Problem to solve: The lines of the records that include "module" should all be copied.

[Entries taken from a collection]
--- START ---
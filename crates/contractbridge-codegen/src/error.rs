//! Error types for code generation

use thiserror::Error;

/// Errors raised while reading schemas or selecting a generator
#[derive(Error, Debug)]
pub enum CodegenError {
    #[error("invalid schema for {name}: {reason}")]
    InvalidSchema { name: String, reason: String },

    #[error("unsupported language: {0} (expected csharp or kotlin)")]
    UnsupportedLanguage(String),

    #[error("unknown class style: {0} (expected class or record)")]
    UnknownClassStyle(String),

    #[error("JSON error: {0}")]
    Json(#[from] serde_json::Error),
}

/// Result type for code generation
pub type CodegenResult<T> = Result<T, CodegenError>;

impl CodegenError {
    pub(crate) fn invalid(name: &str, reason: impl Into<String>) -> Self {
        CodegenError::InvalidSchema {
            name: name.to_string(),
            reason: reason.into(),
        }
    }
}
//! Generator trait and registry

use crate::csharp::CSharpGenerator;
use crate::error::{CodegenError, CodegenResult};
use crate::kotlin::KotlinGenerator;
use crate::model::TypeSchema;
use crate::options::GeneratorOptions;
use serde::{Deserialize, Serialize};
use std::fmt;
use std::str::FromStr;

/// A source generator for one target language
///
/// `generate` returns a complete compilation unit: header, imports, the
/// namespace or package declaration and the type itself.
pub trait Generator: Send + Sync {
    /// Unique generator identifier
    fn name(&self) -> &'static str;

    /// Target language name
    fn language(&self) -> Language;

    /// File extension without the dot
    fn extension(&self) -> &'static str;

    /// Imports every generated unit needs
    fn base_imports(&self) -> &'static [&'static str];

    /// Imports added when data annotations are enabled
    fn annotation_imports(&self) -> &'static [&'static str];

    fn generate(&self, schema: &TypeSchema, options: &GeneratorOptions) -> String;
}

/// Supported target languages
#[derive(Debug, Clone, Copy, PartialEq, Eq, Hash, Default, Serialize, Deserialize)]
#[serde(rename_all = "lowercase")]
pub enum Language {
    #[default]
    CSharp,
    Kotlin,
}

impl Language {
    pub fn as_str(self) -> &'static str {
        match self {
            Language::CSharp => "csharp",
            Language::Kotlin => "kotlin",
        }
    }

    /// The built-in generator for this language
    pub fn generator(self) -> &'static dyn Generator {
        match self {
            Language::CSharp => &CSHARP,
            Language::Kotlin => &KOTLIN,
        }
    }
}

impl fmt::Display for Language {
    fn fmt(&self, f: &mut fmt::Formatter<'_>) -> fmt::Result {
        f.write_str(self.as_str())
    }
}

impl FromStr for Language {
    type Err = CodegenError;

    fn from_str(s: &str) -> CodegenResult<Self> {
        match s.trim().to_ascii_lowercase().as_str() {
            "csharp" | "cs" | "c#" => Ok(Language::CSharp),
            "kotlin" | "kt" => Ok(Language::Kotlin),
            other => Err(CodegenError::UnsupportedLanguage(other.to_string())),
        }
    }
}

static CSHARP: CSharpGenerator = CSharpGenerator;
static KOTLIN: KotlinGenerator = KotlinGenerator;

static GENERATORS: [&dyn Generator; 2] = [&CSHARP, &KOTLIN];

/// All built-in generators
pub fn generators() -> &'static [&'static dyn Generator] {
    &GENERATORS
}

/// Find a generator by language name or alias
pub fn find_generator(language: &str) -> CodegenResult<&'static dyn Generator> {
    Ok(language.parse::<Language>()?.generator())
}
//! Error types for type catalogs

use thiserror::Error;

/// Result type alias for catalog operations
pub type CatalogResult<T> = Result<T, CatalogError>;

/// Error type for catalog operations
#[derive(Error, Debug)]
pub enum CatalogError {
    /// Two descriptors share one fully-qualified name
    #[error("duplicate type: {0}")]
    DuplicateType(String),

    /// A field type expression could not be parsed
    #[error("invalid type expression '{input}': {reason}")]
    InvalidTypeRef { input: String, reason: String },

    /// A descriptor is missing required information
    #[error("invalid descriptor '{name}': {reason}")]
    InvalidDescriptor { name: String, reason: String },

    /// Rust source could not be parsed
    #[error("failed to parse Rust source: {0}")]
    Source(#[from] syn::Error),

    /// The module path has an extension no loader understands
    #[error("unsupported module format: {0}")]
    UnsupportedFormat(String),

    /// I/O error during file operations
    #[error("I/O error: {0}")]
    Io(#[from] std::io::Error),

    /// JSON parsing or serialization error
    #[error("JSON error: {0}")]
    Json(#[from] serde_json::Error),
}
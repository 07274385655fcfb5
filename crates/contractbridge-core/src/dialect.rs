//! JSON and YAML renderings of the same document

use crate::document::Document;
use crate::error::{ContractError, ContractResult};
use serde::{Deserialize, Serialize};
use std::fmt;
use std::path::Path;
use std::str::FromStr;

/// Serialization dialect of a document
#[derive(Debug, Clone, Copy, PartialEq, Eq, Hash, Default, Serialize, Deserialize)]
#[serde(rename_all = "lowercase")]
pub enum DocumentFormat {
    #[default]
    Json,
    Yaml,
}

impl DocumentFormat {
    /// Infer the format from a file extension (`json`, `yaml`, `yml`)
    pub fn from_path(path: &Path) -> Option<Self> {
        let ext = path.extension()?.to_str()?.to_ascii_lowercase();
        match ext.as_str() {
            "json" => Some(DocumentFormat::Json),
            "yaml" | "yml" => Some(DocumentFormat::Yaml),
            _ => None,
        }
    }

    pub fn extension(self) -> &'static str {
        match self {
            DocumentFormat::Json => "json",
            DocumentFormat::Yaml => "yaml",
        }
    }

    /// Render a document; output always ends with a newline
    pub fn serialize(self, document: &Document) -> ContractResult<String> {
        let mut out = match self {
            DocumentFormat::Json => serde_json::to_string_pretty(document)?,
            DocumentFormat::Yaml => serde_yaml::to_string(document)?,
        };
        if !out.ends_with('\n') {
            out.push('\n');
        }
        Ok(out)
    }

    pub fn parse(self, content: &str) -> ContractResult<Document> {
        match self {
            DocumentFormat::Json => Ok(serde_json::from_str(content)?),
            DocumentFormat::Yaml => Ok(serde_yaml::from_str(content)?),
        }
    }
}

impl fmt::Display for DocumentFormat {
    fn fmt(&self, f: &mut fmt::Formatter<'_>) -> fmt::Result {
        f.write_str(self.extension())
    }
}

impl FromStr for DocumentFormat {
    type Err = ContractError;

    fn from_str(s: &str) -> Result<Self, Self::Err> {
        match s.to_ascii_lowercase().as_str() {
            "json" => Ok(DocumentFormat::Json),
            "yaml" | "yml" => Ok(DocumentFormat::Yaml),
            other => Err(ContractError::configuration(format!(
                "unknown document format '{}' (expected 'json' or 'yaml')",
                other
            ))),
        }
    }
}

/// Read a document, choosing the dialect from the file extension
pub fn read_document(path: &Path) -> ContractResult<Document> {
    let format = DocumentFormat::from_path(path).ok_or_else(|| {
        ContractError::InvalidDocument(format!(
            "cannot infer document format from '{}'",
            path.display()
        ))
    })?;
    let content = std::fs::read_to_string(path)?;
    format.parse(&content)
}

/// Write a document, creating parent directories as needed
pub fn write_document(
    document: &Document,
    path: &Path,
    format: DocumentFormat,
) -> ContractResult<()> {
    let content = format.serialize(document)?;
    if let Some(parent) = path.parent()
        && !parent.as_os_str().is_empty()
    {
        std::fs::create_dir_all(parent)?;
    }
    std::fs::write(path, content)?;
    Ok(())
}

#[cfg(test)]
#[path = "dialect/dialect_tests.rs"]
mod dialect_tests;
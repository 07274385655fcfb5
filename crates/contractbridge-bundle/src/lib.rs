//! Contract bundle format for contractbridge
//!
//! This crate creates and loads `.cbp` (contractbridge package) bundles:
//! archives that carry an AsyncAPI contract from a producer to its consumers,
//! optionally with the producer's type catalog and pre-generated sources.
//!
//! # Bundle Structure
//!
//! ```text
//! orders-1.0.0.cbp
//! ├── manifest.json
//! ├── document/
//! │   └── orders.json              # AsyncAPI document
//! ├── catalog.json                 # Producer type catalog (optional)
//! └── src/                         # Generated sources (optional)
//!     ├── Orders.Events.generated.cs
//!     └── Orders.Events.generated.kt
//! ```
//!
//! # Example
//!
//! ```no_run
//! use contractbridge_bundle::{BundleBuilder, BundleLoader, Manifest};
//!
//! BundleBuilder::new(Manifest::new("orders", "1.0.0"))
//!     .add_document("contracts/orders.json")?
//!     .write("orders-1.0.0.cbp")?;
//!
//! let mut loader = BundleLoader::open("orders-1.0.0.cbp")?;
//! let document = loader.read_document()?;
//! # Ok::<(), contractbridge_bundle::BundleError>(())
//! ```

mod error;
mod manifest;

pub mod builder;
pub mod loader;

pub use builder::BundleBuilder;
pub use error::BundleError;
pub use loader::BundleLoader;
pub use manifest::{ContractInfo, DocumentInfo, FileInfo, Manifest, SourceInfo};

/// Result type for bundle operations.
pub type BundleResult<T> = Result<T, BundleError>;

/// Bundle file extension.
pub const BUNDLE_EXTENSION: &str = "cbp";

/// Current bundle format version.
pub const BUNDLE_VERSION: &str = "1.0";

/// Manifest file name within the bundle.
pub const MANIFEST_FILE: &str = "manifest.json";

/// Directory holding the document.
pub const DOCUMENT_DIR: &str = "document";

/// Catalog file name within the bundle.
pub const CATALOG_FILE: &str = "catalog.json";

/// Directory holding generated sources.
pub const SOURCES_DIR: &str = "src";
--- END ---
Answer to this task:
    /// The module path has an extension no loader understands
    #[error("unsupported module format: {0}")]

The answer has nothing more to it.